Applying is a special mining function which uses a previously created mining model (i.e. the mining algorithm) to obtain some output information for the given input data. Models are applied according to the same scheme, there are, howver, some differences between specific models. This document describes the common procedure of model applying.
Applying is a process of reading the input data set and creating the output data set. Every input row has a corresponding output row. The output rows are created while executing the apply task. The output row values are computed by the algorithm. Which algorithm is used depends on the specified mining model.
Both input and output data have to be database tables. The input table must exist, the output table is created during the execution of the apply task.
The structure of the output table is fully customizable by the user. ApplyOutput is a metadata object responsible for specifying the output table.
As is common in AdvancedMiner, in applying there is a layer of abstraction created on top of the mining algorithm called the mining functions. Therefore each algorithm performing the same mining function is applied in the same way.
There will be exactly as many attributes in the apply output, as many output items the user specifies. Output items are placed in directMapping or applyOutput .The former are items which will be simply copied from input to output. The latter are items that will be generated by the model for each observation.
The applying architecture is designed to give the user the maximum flexibility.
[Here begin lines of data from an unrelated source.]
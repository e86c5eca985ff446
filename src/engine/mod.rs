//! Collaborator interfaces for the heavy model work
//!
//! The session engine never talks to models directly. It goes through these
//! traits so the transcription/translation services can live out of process
//! (NATS request/reply in production) and be substituted with fakes in tests.

pub mod messages;
pub mod nats;

use std::sync::Arc;

use async_trait::async_trait;

use crate::audio::AudioDecoder;

/// Result of one transcription pass.
#[derive(Debug, Clone)]
pub struct Transcription {
    /// Transcribed text; empty for silence.
    pub text: String,
    /// Detected (or hinted) language code, "unknown" if undeterminable.
    pub language: String,
}

#[derive(Debug, thiserror::Error)]
pub enum TranscribeError {
    #[error("transcription failed: {0}")]
    Engine(String),
}

#[derive(Debug, thiserror::Error)]
pub enum TranslateError {
    /// No model exists for this language pair. Degradable: the caller keeps
    /// the untranslated text rather than failing the whole job.
    #[error("unsupported language pair: {source_language}-{target_language}")]
    UnsupportedPair {
        source_language: String,
        target_language: String,
    },

    #[error("translation failed: {0}")]
    Engine(String),
}

/// Speech-to-text engine: decoded samples in, text plus detected language out.
#[async_trait]
pub trait Transcriber: Send + Sync {
    async fn transcribe(
        &self,
        samples: &[f32],
        language_hint: Option<&str>,
    ) -> Result<Transcription, TranscribeError>;
}

/// Text-to-text translation engine for a language pair.
#[async_trait]
pub trait Translator: Send + Sync {
    async fn translate(
        &self,
        text: &str,
        source: &str,
        target: &str,
    ) -> Result<String, TranslateError>;
}

/// Read-only bundle of the collaborators one dispatcher job needs. Loaded
/// once at startup and shared across all sessions; per-request state is
/// passed explicitly through the trait methods.
#[derive(Clone)]
pub struct Engines {
    pub decoder: Arc<dyn AudioDecoder>,
    pub transcriber: Arc<dyn Transcriber>,
    pub translator: Arc<dyn Translator>,
}

impl Engines {
    pub fn new(
        decoder: Arc<dyn AudioDecoder>,
        transcriber: Arc<dyn Transcriber>,
        translator: Arc<dyn Translator>,
    ) -> Self {
        Self {
            decoder,
            transcriber,
            translator,
        }
    }
}
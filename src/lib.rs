pub mod audio;
pub mod config;
pub mod dispatch;
pub mod engine;
pub mod http;
pub mod session;

pub use audio::{AudioBuffer, AudioDecoder, DecodeError, SymphoniaDecoder, TARGET_SAMPLE_RATE};
pub use config::Config;
pub use dispatch::{CompletedJob, Dispatcher, FinalResult, JobKind, JobOutcome, ProcessingJob};
pub use engine::{
    Engines, TranscribeError, Transcriber, Transcription, TranslateError, Translator,
};
pub use http::{create_router, AppState};
pub use session::{
    ClientMessage, ServerMessage, Session, SessionConfig, SessionInput, StreamSettings,
};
Therefore, the apply design introduces the concept of apply output item.
A single ApplyOutputItem describes a single attribute in the output table to be created in the applying process. There are four main output items: Category, Cluster, Rank and Source.
Create the output value for the specified target category value, see the classification section for details.
Create the output value for the specified cluster, see the clustering section for details.
Output values are assigned to the first, second, n-th ranked prediction. Used by classification and clustering models.
The output attribute contains values copied from the input. See the direct mapping section for details.
With every output item an output type is associated. It specifies what will be the exact value type of the output item. For example, for a single classifier decision the output value may be the probability of the decision or the structure id associated with the decision. As another example, consider the following: there are three different output types for clustering model application for the best cluster. It might be: clusterId, probability, distance. More examples can be found in the examples sections for each module.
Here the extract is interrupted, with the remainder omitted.